One easy fix was shifting the offer letter responsibility from HR to Recruiting, and it worked because the recruiters had more of an incentive to act fast. They were able to cut the time from first onsite to job offer significantly.

Step 3. Training hiring teams and fostering a candidate-centric culture

“We hosted ‘primp your profile’ lunches to help employees update their LinkedIn profiles,” explains Jill. “I’d remind them that candidates would land on their LinkedIn profiles no matter what – either by Googling them or searching directly on LinkedIn. That was usually enough to get them to take action.”

The team started recognizing ‘Interviewer of the Week’ at Friday meetings – someone who went the extra mile for a candidate. For example, the hiring manager who went on a Saturday hike to woo a top prospect received a case of PBR beer in honor of the team’s ‘ABR’ (Always Be Recruiting) mantra.

“Our goal,” recalls Jill, “was to have candidates walk away saying, ‘Wow – those Airbnb people are so smart and coordinated – I’m even more excited about the chance to work with them.””

ideal-interview

Airbnb envisioned an ideal interview scenario.

Step 4. Coordinating the on-site interview process

“Previously we didn’t tell candidates who they would be meeting with because schedules always changed,” says Jill.

Interviewers used to ask candidates the same questions too. “Not only was that frustrating for candidates,” explains Jill, “but it made hiring decisions difficult because the team wasn’t getting a full picture of the candidate.”

Now the interview team establishes roles before a candidate comes on site, and Jill’s team preps them via calendar invites. For instance: ‘Super passive candidate. Had coffee with Mike three months ago. Have been courting ever since. Need to sell.’”

“Early on we also had a ‘cupcakes for feedback’ campaign,” says Jill.  “The first team member to submit candidate feedback received a delicious ‘you win!’ cupcake on his or her desk.”

Step 5. Making the candidate feel valued, especially when rejected

Jill and her team recognized that the best candidates were busy and often taking time out of high-impact jobs to interview.

“We wanted to demonstrate we respected the candidate’s time. One subtle but powerful touch was writing a welcome note to candidates on the white board in the interview room.”
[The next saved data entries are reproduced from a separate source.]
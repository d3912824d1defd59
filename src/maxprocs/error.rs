//! Errors surfaced by [`set`](super::set).

use std::fmt;

use crate::cgroups::CgroupError;

/// Failure to derive the parallelism from the CPU quota.
#[derive(Debug)]
pub enum Error {
    /// Reading cgroups failed.
    Cgroup(CgroupError),
    /// A replacement quota computation failed.
    Quota(String),
}

impl fmt::Display for Error {
    fn fmt(&self, f: &mut fmt::Formatter<'_>) -> fmt::Result {
        match self {
            Error::Cgroup(e) => write!(f, "{}", e),
            Error::Quota(msg) => write!(f, "{}", msg),
        }
    }
}

impl std::error::Error for Error {
    fn source(&self) -> Option<&(dyn std::error::Error + 'static)> {
        match self {
            Error::Cgroup(e) => Some(e),
            Error::Quota(_) => None,
        }
    }
}

impl From<CgroupError> for Error {
    fn from(e: CgroupError) -> Self {
        Error::Cgroup(e)
    }
}
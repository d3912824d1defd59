//! Cgroup discovery for the current process.
//!
//! Locates the process's cgroups from `/proc/self/mountinfo` and
//! `/proc/self/cgroup` and reads CPU bandwidth parameters from them.
//!
//! # Cgroup Support
//!
//! - **cgroup v2**: unified hierarchy mounted at `/sys/fs/cgroup`, quota in `cpu.max`
//! - **cgroup v1**: per-controller hierarchies, quota in `cpu.cfs_quota_us` / `cpu.cfs_period_us`
//!
//! # Example
//!
//! ```rust,ignore
//! use maxprocs::cgroups::{CGroups, CGroups2};
//!
//! let quota = match CGroups2::for_current_process() {
//!     Ok(v2) => v2.cpu_quota()?,
//!     Err(e) if e.is_not_v2() => CGroups::for_current_process()?.cpu_quota()?,
//!     Err(e) => return Err(e),
//! };
//! ```

mod cgroup;
mod error;
mod mountpoint;
mod subsys;
mod v1;
mod v2;

pub use cgroup::CGroup;
pub use error::CgroupError;
pub use mountpoint::{parse_mount_info, MountPoint};
pub use subsys::{parse_cgroup_subsystems, CgroupSubsys};
pub use v1::CGroups;
pub use v2::{is_cgroup_v2, is_cgroup_v2_at, CGroups2};

/// Mount table of the current process.
pub const PROC_PATH_MOUNT_INFO: &str = "/proc/self/mountinfo";
/// Cgroup membership of the current process.
pub const PROC_PATH_CGROUP: &str = "/proc/self/cgroup";

/// Filesystem type of a v1 hierarchy in mountinfo.
pub const CGROUP_FS_TYPE: &str = "cgroup";
/// Filesystem type of the unified hierarchy in mountinfo.
pub const CGROUP_V2_FS_TYPE: &str = "cgroup2";
/// Where the unified hierarchy must be mounted to be used.
pub const CGROUP_V2_MOUNT_POINT: &str = "/sys/fs/cgroup";

pub const CGROUP_SUBSYS_CPU: &str = "cpu";
pub const CGROUP_SUBSYS_CPU_ACCT: &str = "cpuacct";
pub const CGROUP_SUBSYS_CPU_SET: &str = "cpuset";
pub const CGROUP_SUBSYS_MEMORY: &str = "memory";

pub const CGROUP_CPU_CFS_QUOTA_US_PARAM: &str = "cpu.cfs_quota_us";
pub const CGROUP_CPU_CFS_PERIOD_US_PARAM: &str = "cpu.cfs_period_us";

pub const CGROUP_V2_CPU_MAX: &str = "cpu.max";
/// Period assumed when `cpu.max` carries only a quota.
pub const CGROUP_V2_CPU_MAX_DEFAULT_PERIOD: i64 = 100_000;
pub const CGROUP_V2_CPU_MAX_QUOTA_MAX: &str = "max";
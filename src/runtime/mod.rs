//! Conversion of the process's CPU quota into a parallelism count.
//!
//! On Linux the quota comes from cgroups (v2 first, then v1). On every
//! other platform the quota is always undefined.
//!
//! # Example
//!
//! - CPU quota 2.5 → 3
//! - CPU quota 0.5 with floor 2 → 2 (`MinUsed`)
//! - No quota → -1 (`Undefined`)

#[cfg(target_os = "linux")]
mod linux;
#[cfg(not(target_os = "linux"))]
mod unsupported;

#[cfg(target_os = "linux")]
pub use linux::{cpu_quota_to_parallelism_at, detect_version, quota_with_version_at, Queryer};
#[cfg(not(target_os = "linux"))]
pub use unsupported::{cpu_quota_to_parallelism_at, detect_version, quota_with_version_at};

use std::fmt;
use std::path::PathBuf;

use serde::Serialize;

use crate::cgroups::{CgroupError, CGROUP_V2_MOUNT_POINT, PROC_PATH_CGROUP, PROC_PATH_MOUNT_INFO};

/// Baseline floor for the computed parallelism.
pub const MIN_PARALLELISM: i32 = 1;

/// Floor used by [`auto`](crate::maxprocs::auto).
pub const AUTO_MIN_PARALLELISM: i32 = 2;

/// How the returned parallelism relates to the CPU quota.
#[derive(Debug, Clone, Copy, PartialEq, Eq, Serialize)]
#[serde(rename_all = "kebab-case")]
pub enum CpuQuotaStatus {
    /// No quota applies; the returned count is -1.
    Undefined,
    /// The quota is used as-is.
    Used,
    /// The quota is below the floor, so the floor is used.
    MinUsed,
}

impl fmt::Display for CpuQuotaStatus {
    fn fmt(&self, f: &mut fmt::Formatter<'_>) -> fmt::Result {
        match self {
            Self::Undefined => write!(f, "undefined"),
            Self::Used => write!(f, "used"),
            Self::MinUsed => write!(f, "min-used"),
        }
    }
}

/// Cgroup version backing the quota.
#[derive(Debug, Clone, Copy, PartialEq, Eq, Serialize)]
#[serde(rename_all = "lowercase")]
pub enum CgroupVersion {
    /// cgroup v2 (unified hierarchy)
    V2,
    /// cgroup v1 (legacy hierarchy)
    V1,
    /// No cgroup detected (bare metal or unsupported)
    None,
}

impl fmt::Display for CgroupVersion {
    fn fmt(&self, f: &mut fmt::Formatter<'_>) -> fmt::Result {
        match self {
            Self::V2 => write!(f, "v2"),
            Self::V1 => write!(f, "v1"),
            Self::None => write!(f, "none"),
        }
    }
}

/// Locations of the files cgroup discovery reads.
#[derive(Debug, Clone, PartialEq, Eq)]
pub struct ProcPaths {
    pub mount_info: PathBuf,
    pub cgroup: PathBuf,
    /// Where a `cgroup2` mount must sit to be treated as the unified hierarchy.
    pub v2_mount_point: PathBuf,
}

impl ProcPaths {
    /// Paths for another process, read through `/proc/<pid>`.
    pub fn for_pid(pid: u32) -> Self {
        Self {
            mount_info: PathBuf::from(format!("/proc/{}/mountinfo", pid)),
            cgroup: PathBuf::from(format!("/proc/{}/cgroup", pid)),
            v2_mount_point: PathBuf::from(CGROUP_V2_MOUNT_POINT),
        }
    }
}

impl Default for ProcPaths {
    fn default() -> Self {
        Self {
            mount_info: PathBuf::from(PROC_PATH_MOUNT_INFO),
            cgroup: PathBuf::from(PROC_PATH_CGROUP),
            v2_mount_point: PathBuf::from(CGROUP_V2_MOUNT_POINT),
        }
    }
}

/// Compute the parallelism for the current process from its CPU quota.
///
/// Returns `(-1, Undefined)` when no quota applies. When `min_value > 0`
/// and the rounded-up quota is below it, returns `(min_value, MinUsed)`.
pub fn cpu_quota_to_parallelism(min_value: i32) -> Result<(i32, CpuQuotaStatus), CgroupError> {
    cpu_quota_to_parallelism_at(&ProcPaths::default(), min_value)
}

/// Round a quota ratio up to a whole count and apply the floor.
#[cfg_attr(not(target_os = "linux"), allow(dead_code))]
pub(crate) fn quota_to_parallelism(quota: Option<f64>, min_value: i32) -> (i32, CpuQuotaStatus) {
    let Some(quota) = quota else {
        return (-1, CpuQuotaStatus::Undefined);
    };

    let procs = quota.ceil() as i32;
    if min_value > 0 && procs < min_value {
        return (min_value, CpuQuotaStatus::MinUsed);
    }
    (procs, CpuQuotaStatus::Used)
}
The team also takes the time to show candidates around Airbnb’s offices. “Our space is such a big part of our identity,” explains Jill, “We use the tours to help candidates assess fit, and to help ease interview jitters.”

Take a virtual tour of Airbnb’s ‘insane’ San Francisco headquarters, and you’ll see what Jill means. Here is a peek:

airbnb office san francisco

“Now we reject candidates via email and invite them to call for feedback. It’s a win-win: it gives them time to digest, it makes the conversation more productive, and that in turn makes them feel more positive toward Airbnb.  We also give them a coupon if they get past a certain stage in the process, to thank them for the time they spent with us.”

As the number of people whom Airbnb doesn’t hire inevitably increases, Jill’s team is relying more and more on LinkedIn’s Talent Pipeline to manage those prospects and keep them warm.  “We’ve started to see many more second-time candidates, and friends of former candidates apply,” notes Jill. “That’s where we’re seeing real impact.”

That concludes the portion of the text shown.